Where do the 2020 presidential candidates stand on poverty, climate change, taxes, and military spending?
Over 140 million Americans — or 43 percent of us — are poor or low-income, according to research by the Institute for Policy Studies and the Poor People’s Campaign. That poverty is compounded by the interlocking injustices of racism, militarism, and ecological devastation. It was caused not by poor personal decision making, but by massive public investments in policies that benefit a tiny few at the expense of the rest.
The good news? We have abundant resources to fix it, our Poor People’s Moral Budget report shows. All we have to do is get them out of the military, Wall Street, and the mass incarceration industry and into programs that actually work for the public.
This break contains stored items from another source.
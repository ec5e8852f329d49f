//! Generator configuration.

use serde::{Deserialize, Serialize};

use crate::bootstrap::BootstrapPolicy;
use crate::decl::Signature;
use crate::error::ConfigurationError;

/// Policy inputs that are not derived from the registry itself.
///
/// ```toml
/// dropped_param_types = ["VLServer", "DMparams"]
///
/// [bootstrap]
/// functions = ["glGetString", "glGetIntegerv"]
/// require_declared = true
/// ```
#[derive(Debug, Clone, PartialEq, Eq, Serialize, Deserialize)]
#[serde(default, deny_unknown_fields)]
pub struct GeneratorConfig {
	pub bootstrap: BootstrapPolicy,
	/// Functions with a parameter type containing any of these are dropped before
	/// reduction; their types are not defined by any header the output can include.
	pub dropped_param_types: Vec<String>,
}

impl Default for GeneratorConfig {
	fn default() -> Self {
		Self {
			bootstrap: BootstrapPolicy::default(),
			dropped_param_types: vec!["VLServer".to_string(), "DMparams".to_string()],
		}
	}
}

impl GeneratorConfig {
	pub fn from_toml_str(text: &str) -> Result<Self, ConfigurationError> {
		toml::from_str(text).map_err(|e| ConfigurationError::Config(e.to_string()))
	}

	pub fn with_bootstrap(mut self, bootstrap: BootstrapPolicy) -> Self {
		self.bootstrap = bootstrap;
		self
	}

	/// Returns true if a function with this signature is dropped.
	pub fn drops(&self, signature: &Signature) -> bool {
		self.dropped_param_types.iter().any(|t| signature.mentions_type(t))
	}
}

#[cfg(test)]
mod tests {
	use super::*;

	#[test]
	fn empty_document_is_default() {
		assert_eq!(GeneratorConfig::from_toml_str("").unwrap(), GeneratorConfig::default());
	}

	#[test]
	fn partial_document_keeps_other_defaults() {
		let config = GeneratorConfig::from_toml_str(
			r#"
			[bootstrap]
			functions = ["glGetString"]
			require_declared = true
			"#,
		)
		.unwrap();
		assert_eq!(config.bootstrap, BootstrapPolicy::strict(["glGetString"]));
		assert_eq!(config.dropped_param_types, vec!["VLServer", "DMparams"]);
	}

	#[test]
	fn unknown_keys_are_rejected() {
		let err = GeneratorConfig::from_toml_str("bootstrap_functions = []").unwrap_err();
		assert!(matches!(err, ConfigurationError::Config(_)));
	}

	#[test]
	fn drops_matches_type_fragments() {
		let config = GeneratorConfig::default();
		let weird = Signature::new("int").param("VLServer", "svr").param("int", "n");
		let normal = Signature::new("void").param("GLenum", "mode");
		assert!(config.drops(&weird));
		assert!(!config.drops(&normal));
	}
}
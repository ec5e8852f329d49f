//! Runtime dispatch for canonical function groups.
//!
//! # Purpose
//!
//! Every canonical group from [`gldispatch_spec::CanonicalSet`] owns one [`Slot`] per
//! [`DispatchContext`]. The first call through an unresolved slot runs the lazy resolver;
//! later calls go straight through the cached address.
//!
//! # Mental Model
//!
//! 1. **Context:** [`DispatchContext::new`] pairs the shared canonical set with a fresh
//!    [`DispatchTable`], the host [`Environment`] and the host [`SymbolLoader`].
//! 2. **Lookup:** generated call-through code finds its context through [`current`]
//!    (thread-local, falling back to the process default) and calls
//!    [`DispatchContext::invoke`].
//! 3. **Resolve:** on a miss, the context runs the family's autoinit gate, selects a
//!    provider and publishes the loaded address into the slot.
//! 4. **Fail:** an unresolvable function is handed to the context's [`FatalPolicy`].
//!
//! # Concurrency
//!
//! - **Cached calls:** one atomic load.
//! - **Resolution:** lock-free per slot; concurrent first calls may each resolve, but only
//!   the first published address is ever observed.
//! - **Autoinit:** exactly once per family per context.
//!
//! # Invariants
//!
//! - A slot never holds a null address and never returns to unresolved.
//!   - Enforced in: [`Slot::publish`].
//! - Resolution of one slot never blocks resolution of another.
//!   - Enforced in: [`DispatchContext::try_resolve`] (no locks on the resolve path).

mod addr;
mod context;
mod env;
mod error;
mod fatal;
mod loader;
#[cfg(feature = "libloading")]
pub mod platform;
mod resolve;
mod slot;

pub use addr::ProcAddr;
pub use context::{ContextBuilder, CurrentGuard, DispatchContext, current, make_current, set_default, with_current};
pub use env::{AutoinitGates, EnvState, StaticEnvironment};
pub use error::{ResolveFailure, UnresolvableSymbol};
pub use fatal::FatalPolicy;
pub use gldispatch_spec::{ApiFamily, AutoinitError, CanonicalSet, Environment, SlotId};
pub use loader::{FnLoader, SymbolLoader};
pub use resolve::{Resolver, select_provider};
pub use slot::{DispatchTable, Slot};
//! Environment state and the per-context autoinit gates.

use std::sync::OnceLock;

use gldispatch_spec::{ApiFamily, AutoinitError, Environment};
use parking_lot::RwLock;
use rustc_hash::FxHashSet;
use tracing::{debug, warn};

/// Snapshot of what the host has detected about the current GL/GLX context.
///
/// Versions are encoded `major * 10 + minor`.
#[derive(Debug, Clone, Default, PartialEq, Eq)]
pub struct EnvState {
	pub desktop_gl: bool,
	pub gl_version: u32,
	pub glx_version: u32,
	pub gl_extensions: FxHashSet<String>,
	pub glx_extensions: FxHashSet<String>,
	/// When set, autoinit fails with this reason for every family.
	pub undetermined: Option<String>,
}

impl EnvState {
	pub fn desktop(gl_version: u32) -> Self {
		Self {
			desktop_gl: true,
			gl_version,
			..Self::default()
		}
	}

	pub fn gles(gl_version: u32) -> Self {
		Self {
			desktop_gl: false,
			gl_version,
			..Self::default()
		}
	}

	pub fn with_glx(mut self, glx_version: u32) -> Self {
		self.glx_version = glx_version;
		self
	}

	pub fn with_gl_extension(mut self, name: impl Into<String>) -> Self {
		self.gl_extensions.insert(name.into());
		self
	}

	pub fn with_glx_extension(mut self, name: impl Into<String>) -> Self {
		self.glx_extensions.insert(name.into());
		self
	}

	pub fn undetermined(reason: impl Into<String>) -> Self {
		Self {
			undetermined: Some(reason.into()),
			..Self::default()
		}
	}
}

/// An [`Environment`] backed by host-written state.
///
/// Suited to hosts that detect the context once (or on every make-current) and to
/// tests. Updates are visible to conditions evaluated afterwards; slots already
/// resolved keep their addresses.
#[derive(Debug, Default)]
pub struct StaticEnvironment {
	state: RwLock<EnvState>,
}

impl StaticEnvironment {
	pub fn new(state: EnvState) -> Self {
		Self {
			state: RwLock::new(state),
		}
	}

	pub fn set(&self, state: EnvState) {
		*self.state.write() = state;
	}

	pub fn update(&self, f: impl FnOnce(&mut EnvState)) {
		f(&mut self.state.write());
	}

	pub fn snapshot(&self) -> EnvState {
		self.state.read().clone()
	}
}

impl Environment for StaticEnvironment {
	fn autoinit(&self, family: ApiFamily) -> Result<(), AutoinitError> {
		match &self.state.read().undetermined {
			Some(reason) => Err(AutoinitError::new(family, reason.clone())),
			None => Ok(()),
		}
	}

	fn is_desktop_gl(&self) -> bool {
		self.state.read().desktop_gl
	}

	fn gl_version(&self) -> u32 {
		self.state.read().gl_version
	}

	fn glx_version(&self) -> u32 {
		self.state.read().glx_version
	}

	fn has_gl_extension(&self, name: &str) -> bool {
		self.state.read().gl_extensions.contains(name)
	}

	fn has_glx_extension(&self, name: &str) -> bool {
		self.state.read().glx_extensions.contains(name)
	}
}

/// Run-exactly-once autoinit outcome per [`ApiFamily`].
///
/// The first resolution of a family runs [`Environment::autoinit`]; concurrent callers
/// block until it finishes and every caller sees the same recorded outcome.
#[derive(Debug, Default)]
pub struct AutoinitGates {
	gl: OnceLock<Result<(), AutoinitError>>,
	glx: OnceLock<Result<(), AutoinitError>>,
}

impl AutoinitGates {
	pub fn new() -> Self {
		Self::default()
	}

	fn gate(&self, family: ApiFamily) -> &OnceLock<Result<(), AutoinitError>> {
		match family {
			ApiFamily::Gl => &self.gl,
			ApiFamily::Glx => &self.glx,
		}
	}

	pub fn ensure(&self, family: ApiFamily, env: &dyn Environment) -> Result<(), AutoinitError> {
		self.gate(family)
			.get_or_init(|| {
				let outcome = env.autoinit(family);
				match &outcome {
					Ok(()) => debug!(family = %family, "autoinit.done"),
					Err(err) => warn!(family = %family, reason = %err.reason, "autoinit.failed"),
				}
				outcome
			})
			.clone()
	}

	/// Outcome of a family's autoinit, or `None` if it has not run.
	pub fn outcome(&self, family: ApiFamily) -> Option<&Result<(), AutoinitError>> {
		self.gate(family).get()
	}
}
When we launched our Moral Budget with the Poor People’s Campaign, we asked nine 2020 presidential candidates if they had the political will to put those resources to work for the public.
The 2020 Candidates
IPS and the Poor People’s Campaign invited all 2020 presidential candidates to a June 2019 candidate forum to take questions from campaign leaders and poor people based on this research and their lived experiences. Nine Democrats — including Joe Biden, Bernie Sanders, Elizabeth Warren, Kamala Harris, and others — attended. President Trump refused.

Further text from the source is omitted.